> **Work required**:
Every line in the data must be transcribed exactly.

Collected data
#![allow(dead_code)]

use std::sync::Arc;
use std::time::Duration;

use axum::body::Body;
use axum::http::header::{AUTHORIZATION, CONTENT_TYPE};
use axum::http::{HeaderName, Method, Request, StatusCode};
use axum::response::Response;
use axum::Router;
use http_body_util::BodyExt;
use sqlx::PgPool;
use tower::ServiceExt;
use tower_http::catch_panic::CatchPanicLayer;
use tower_http::cors::CorsLayer;
use tower_http::request_id::{MakeRequestUuid, PropagateRequestIdLayer, SetRequestIdLayer};
use tower_http::timeout::TimeoutLayer;
use tower_http::trace::{DefaultMakeSpan, DefaultOnResponse, TraceLayer};
use tracing::Level;

use photopro_api::auth::jwt::{issue_token, JwtConfig};
use photopro_api::config::{IntegrationSecrets, ServerConfig};
use photopro_api::routes;
use photopro_api::state::AppState;
use photopro_core::webhook_signature::sign_payload;
use photopro_db::models::organization::UpsertOrganization;
use photopro_db::models::user::UpsertUser;
use photopro_db::repositories::{OrganizationRepo, UserRepo};
use photopro_notifications::email::{EmailConfig, EmailDelivery};

pub const PAYMENT_SECRET: &str = "whsec_test_payments";
pub const IDENTITY_SECRET: &str = "whsec_test_identity";
pub const CRON_SECRET: &str = "cron-test-secret";
pub const PUBLIC_BASE_URL: &str = "https://api.test.local";
pub const APP_URL: &str = "https://app.test.local";

/// Build a test `ServerConfig` with fixed secrets and no SMTP.
pub fn test_config() -> ServerConfig {
    ServerConfig {
        host: "127.0.0.1".to_string(),
        port: 0,
        cors_origins: vec!["http://localhost:5173".to_string()],
        request_timeout_secs: 30,
        public_base_url: PUBLIC_BASE_URL.to_string(),
        app_url: Some(APP_URL.to_string()),
        reminder_interval_secs: 900,
        jwt: JwtConfig {
            secret: "test-jwt-secret-that-is-long-enough".to_string(),
            leeway_secs: 0,
        },
        secrets: IntegrationSecrets {
            payment_webhook_secret: PAYMENT_SECRET.to_string(),
            identity_webhook_secret: IDENTITY_SECRET.to_string(),
            cron_secret: CRON_SECRET.to_string(),
        },
    }
}

/// Build the full application router with all middleware layers, using the
/// given database pool.
///
/// Mirrors the router construction in `main.rs`. Email is disabled.
pub fn build_test_app(pool: PgPool) -> Router {
    build_test_app_with_mailer(pool, None)
}

/// Like [`build_test_app`], with the given SMTP delivery configured.
pub fn build_test_app_with_mailer(pool: PgPool, mailer: Option<Arc<EmailDelivery>>) -> Router {
    let state = AppState {
        pool,
        config: Arc::new(test_config()),
        mailer,
    };

    let cors = CorsLayer::new()
        .allow_origin(["http://localhost:5173".parse().unwrap()])
        .allow_methods([Method::GET, Method::POST, Method::PUT, Method::DELETE])
        .allow_headers([CONTENT_TYPE, AUTHORIZATION])
        .allow_credentials(true)
        .max_age(Duration::from_secs(3600));

    let request_id_header = HeaderName::from_static("x-request-id");

    Router::new()
        .merge(routes::health::router())
        .nest("/api/v1", routes::api_routes())
        .layer(CatchPanicLayer::new())
        .layer(TimeoutLayer::with_status_code(
            StatusCode::REQUEST_TIMEOUT,
            Duration::from_secs(30),
        ))
        .layer(PropagateRequestIdLayer::new(request_id_header.clone()))
        .layer(
            TraceLayer::new_for_http()
                .make_span_with(DefaultMakeSpan::new().level(Level::INFO))
                .on_response(DefaultOnResponse::new().level(Level::INFO)),
        )
        .layer(SetRequestIdLayer::new(request_id_header, MakeRequestUuid))
        .layer(cors)
        .with_state(state)
}

/// SMTP delivery pointed at a closed local port; every send fails.
pub fn unreachable_mailer() -> Arc<EmailDelivery> {
    Arc::new(EmailDelivery::new(EmailConfig {
        smtp_host: "127.0.0.1".to_string(),
        smtp_port: 1,
        from_address: "Studio <noreply@example.com>".to_string(),
        smtp_user: None,
        smtp_password: None,
    }))
}

// ---------------------------------------------------------------------------
// Request helpers
// ---------------------------------------------------------------------------

/// Send a request with an optional bearer token and JSON body.
pub async fn send(
    app: Router,
    method: Method,
    uri: &str,
    token: Option<&str>,
    body: Option<serde_json::Value>,
) -> Response {
    let mut builder = Request::builder().method(method).uri(uri);
    if let Some(token) = token {
        builder = builder.header(AUTHORIZATION, format!("Bearer {token}"));
    }
    let body = match body {
        Some(json) => {
            builder = builder.header(CONTENT_TYPE, "application/json");
            Body::from(serde_json::to_vec(&json).unwrap())
        }
        None => Body::empty(),
    };
    app.oneshot(builder.body(body).unwrap()).await.unwrap()
}

pub async fn get(app: Router, uri: &str) -> Response {
    send(app, Method::GET, uri, None, None).await
}

pub async fn get_auth(app: Router, uri: &str, token: &str) -> Response {
    send(app, Method::GET, uri, Some(token), None).await
}

pub async fn post_json(app: Router, uri: &str, body: serde_json::Value) -> Response {
    send(app, Method::POST, uri, None, Some(body)).await
}

pub async fn post_json_auth(
    app: Router,
    uri: &str,
    token: &str,
    body: serde_json::Value,
) -> Response {
    send(app, Method::POST, uri, Some(token), Some(body)).await
}

pub async fn put_json_auth(
    app: Router,
    uri: &str,
    token: &str,
    body: serde_json::Value,
) -> Response {
    send(app, Method::PUT, uri, Some(token), Some(body)).await
}

pub async fn delete_auth(app: Router, uri: &str, token: &str) -> Response {
    send(app, Method::DELETE, uri, Some(token), None).await
}

/// POST a raw webhook body with a signature header computed for `secret`.
pub async fn signed_post(
    app: Router,
    uri: &str,
    header_name: &str,
    secret: &str,
    body: &serde_json::Value,
) -> Response {
    let payload = serde_json::to_vec(body).unwrap();
    let signature = sign_payload(secret, chrono::Utc::now().timestamp(), &payload);
    let request = Request::builder()
        .method(Method::POST)
        .uri(uri)
        .header(CONTENT_TYPE, "application/json")
        .header(header_name, signature)
        .body(Body::from(payload))
        .unwrap();
    app.oneshot(request).await.unwrap()
}

pub async fn body_bytes(response: Response) -> Vec<u8> {
    response
        .into_body()
        .collect()
        .await
        .unwrap()
        .to_bytes()
        .to_vec()
}

pub async fn body_json(response: Response) -> serde_json::Value {
    serde_json::from_slice(&body_bytes(response).await).unwrap()
}

pub async fn body_text(response: Response) -> String {
    String::from_utf8(body_bytes(response).await).unwrap()
}

// ---------------------------------------------------------------------------
// Seed helpers
// ---------------------------------------------------------------------------

/// A provisioned member with a valid session token.
pub struct Member {
    pub organization_id: i64,
    pub user_id: i64,
    pub token: String,
}

/// Provision an organization (idempotent per slug) and a member with `role`.
pub async fn seed_member(pool: &PgPool, org_slug: &str, user_external_id: &str, role: &str) -> Member {
    let org = OrganizationRepo::upsert(
        pool,
        &UpsertOrganization {
            external_id: format!("org_{org_slug}"),
            name: format!("Studio {org_slug}"),
            slug: org_slug.to_string(),
            timezone: None,
        },
    )
    .await
    .unwrap();

    let user = UserRepo::upsert(
        pool,
        &UpsertUser {
            external_id: user_external_id.to_string(),
            organization_id: org.id,
            email: format!("{user_external_id}@example.com"),
            full_name: None,
            role: role.to_string(),
        },
    )
    .await
    .unwrap();

    let token = issue_token(user_external_id, Some(&org.external_id), 3600, &test_config().jwt).unwrap();

    Member {
        organization_id: org.id,
        user_id: user.id,
        token,
    }
}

> **Problem solution**:
#![allow(dead_code)]

use std::sync::Arc;
use std::time::Duration;

use axum::body::Body;
use axum::http::header::{AUTHORIZATION, CONTENT_TYPE};
use axum::http::{HeaderName, Method, Request, StatusCode};
use axum::response::Response;
use axum::Router;
use http_body_util::BodyExt;
use sqlx::PgPool;
use tower::ServiceExt;
use tower_http::catch_panic::CatchPanicLayer;
use tower_http::cors::CorsLayer;
use tower_http::request_id::{MakeRequestUuid, PropagateRequestIdLayer, SetRequestIdLayer};
use tower_http::timeout::TimeoutLayer;
use tower_http::trace::{DefaultMakeSpan, DefaultOnResponse, TraceLayer};
use tracing::Level;

use photopro_api::auth::jwt::{issue_token, JwtConfig};
use photopro_api::config::{IntegrationSecrets, ServerConfig};
use photopro_api::routes;
use photopro_api::state::AppState;
use photopro_core::webhook_signature::sign_payload;
use photopro_db::models::organization::UpsertOrganization;
use photopro_db::models::user::UpsertUser;
use photopro_db::repositories::{OrganizationRepo, UserRepo};
use photopro_notifications::email::{EmailConfig, EmailDelivery};

pub const PAYMENT_SECRET: &str = "whsec_test_payments";
pub const IDENTITY_SECRET: &str = "whsec_test_identity";
pub const CRON_SECRET: &str = "cron-test-secret";
pub const PUBLIC_BASE_URL: &str = "https://api.test.local";
pub const APP_URL: &str = "https://app.test.local";

/// Build a test `ServerConfig` with fixed secrets and no SMTP.
pub fn test_config() -> ServerConfig {
    ServerConfig {
        host: "127.0.0.1".to_string(),
        port: 0,
        cors_origins: vec!["http://localhost:5173".to_string()],
        request_timeout_secs: 30,
        public_base_url: PUBLIC_BASE_URL.to_string(),
        app_url: Some(APP_URL.to_string()),
        reminder_interval_secs: 900,
        jwt: JwtConfig {
            secret: "test-jwt-secret-that-is-long-enough".to_string(),
            leeway_secs: 0,
        },
        secrets: IntegrationSecrets {
            payment_webhook_secret: PAYMENT_SECRET.to_string(),
            identity_webhook_secret: IDENTITY_SECRET.to_string(),
            cron_secret: CRON_SECRET.to_string(),
        },
    }
}

/// Build the full application router with all middleware layers, using the
/// given database pool.
///
/// Mirrors the router construction in `main.rs`. Email is disabled.
pub fn build_test_app(pool: PgPool) -> Router {
    build_test_app_with_mailer(pool, None)
}

/// Like [`build_test_app`], with the given SMTP delivery configured.
pub fn build_test_app_with_mailer(pool: PgPool, mailer: Option<Arc<EmailDelivery>>) -> Router {
    let state = AppState {
        pool,
        config: Arc::new(test_config()),
        mailer,
    };

    let cors = CorsLayer::new()
        .allow_origin(["http://localhost:5173".parse().unwrap()])
        .allow_methods([Method::GET, Method::POST, Method::PUT, Method::DELETE])
        .allow_headers([CONTENT_TYPE, AUTHORIZATION])
        .allow_credentials(true)
        .max_age(Duration::from_secs(3600));

    let request_id_header = HeaderName::from_static("x-request-id");

    Router::new()
        .merge(routes::health::router())
        .nest("/api/v1", routes::api_routes())
        .layer(CatchPanicLayer::new())
        .layer(TimeoutLayer::with_status_code(
            StatusCode::REQUEST_TIMEOUT,
            Duration::from_secs(30),
        ))
        .layer(PropagateRequestIdLayer::new(request_id_header.clone()))
        .layer(
            TraceLayer::new_for_http()
                .make_span_with(DefaultMakeSpan::new().level(Level::INFO))
                .on_response(DefaultOnResponse::new().level(Level::INFO)),
        )
        .layer(SetRequestIdLayer::new(request_id_header, MakeRequestUuid))
        .layer(cors)
        .with_state(state)
}

/// SMTP delivery pointed at a closed local port; every send fails.
pub fn unreachable_mailer() -> Arc<EmailDelivery> {
    Arc::new(EmailDelivery::new(EmailConfig {
        smtp_host: "127.0.0.1".to_string(),
        smtp_port: 1,
        from_address: "Studio <noreply@example.com>".to_string(),
        smtp_user: None,
        smtp_password: None,
    }))
}

// ---------------------------------------------------------------------------
// Request helpers
// ---------------------------------------------------------------------------

/// Send a request with an optional bearer token and JSON body.
pub async fn send(
    app: Router,
    method: Method,
    uri: &str,
    token: Option<&str>,
    body: Option<serde_json::Value>,
) -> Response {
    let mut builder = Request::builder().method(method).uri(uri);
    if let Some(token) = token {
        builder = builder.header(AUTHORIZATION, format!("Bearer {token}"));
    }
    let body = match body {
        Some(json) => {
            builder = builder.header(CONTENT_TYPE, "application/json");
            Body::from(serde_json::to_vec(&json).unwrap())
        }
        None => Body::empty(),
    };
    app.oneshot(builder.body(body).unwrap()).await.unwrap()
}

pub async fn get(app: Router, uri: &str) -> Response {
    send(app, Method::GET, uri, None, None).await
}

pub async fn get_auth(app: Router, uri: &str, token: &str) -> Response {
    send(app, Method::GET, uri, Some(token), None).await
}

pub async fn post_json(app: Router, uri: &str, body: serde_json::Value) -> Response {
    send(app, Method::POST, uri, None, Some(body)).await
}

pub async fn post_json_auth(
    app: Router,
    uri: &str,
    token: &str,
    body: serde_json::Value,
) -> Response {
    send(app, Method::POST, uri, Some(token), Some(body)).await
}

pub async fn put_json_auth(
    app: Router,
    uri: &str,
    token: &str,
    body: serde_json::Value,
) -> Response {
    send(app, Method::PUT, uri, Some(token), Some(body)).await
}

pub async fn delete_auth(app: Router, uri: &str, token: &str) -> Response {
    send(app, Method::DELETE, uri, Some(token), None).await
}

/// POST a raw webhook body with a signature header computed for `secret`.
pub async fn signed_post(
    app: Router,
    uri: &str,
    header_name: &str,
    secret: &str,
    body: &serde_json::Value,
) -> Response {
    let payload = serde_json::to_vec(body).unwrap();
    let signature = sign_payload(secret, chrono::Utc::now().timestamp(), &payload);
    let request = Request::builder()
        .method(Method::POST)
        .uri(uri)
        .header(CONTENT_TYPE, "application/json")
        .header(header_name, signature)
        .body(Body::from(payload))
        .unwrap();
    app.oneshot(request).await.unwrap()
}

pub async fn body_bytes(response: Response) -> Vec<u8> {
    response
        .into_body()
        .collect()
        .await
        .unwrap()
        .to_bytes()
        .to_vec()
}

pub async fn body_json(response: Response) -> serde_json::Value {
    serde_json::from_slice(&body_bytes(response).await).unwrap()
}

pub async fn body_text(response: Response) -> String {
    String::from_utf8(body_bytes(response).await).unwrap()
}

// ---------------------------------------------------------------------------
// Seed helpers
// ---------------------------------------------------------------------------

/// A provisioned member with a valid session token.
pub struct Member {
    pub organization_id: i64,
    pub user_id: i64,
    pub token: String,
}

/// Provision an organization (idempotent per slug) and a member with `role`.
pub async fn seed_member(pool: &PgPool, org_slug: &str, user_external_id: &str, role: &str) -> Member {
    let org = OrganizationRepo::upsert(
        pool,
        &UpsertOrganization {
            external_id: format!("org_{org_slug}"),
            name: format!("Studio {org_slug}"),
            slug: org_slug.to_string(),
            timezone: None,
        },
    )
    .await
    .unwrap();

    let user = UserRepo::upsert(
        pool,
        &UpsertUser {
            external_id: user_external_id.to_string(),
            organization_id: org.id,
            email: format!("{user_external_id}@example.com"),
            full_name: None,
            role: role.to_string(),
        },
    )
    .await
    .unwrap();

    let token = issue_token(user_external_id, Some(&org.external_id), 3600, &test_config().jwt).unwrap();

    Member {
        organization_id: org.id,
        user_id: user.id,
        token,
    }
}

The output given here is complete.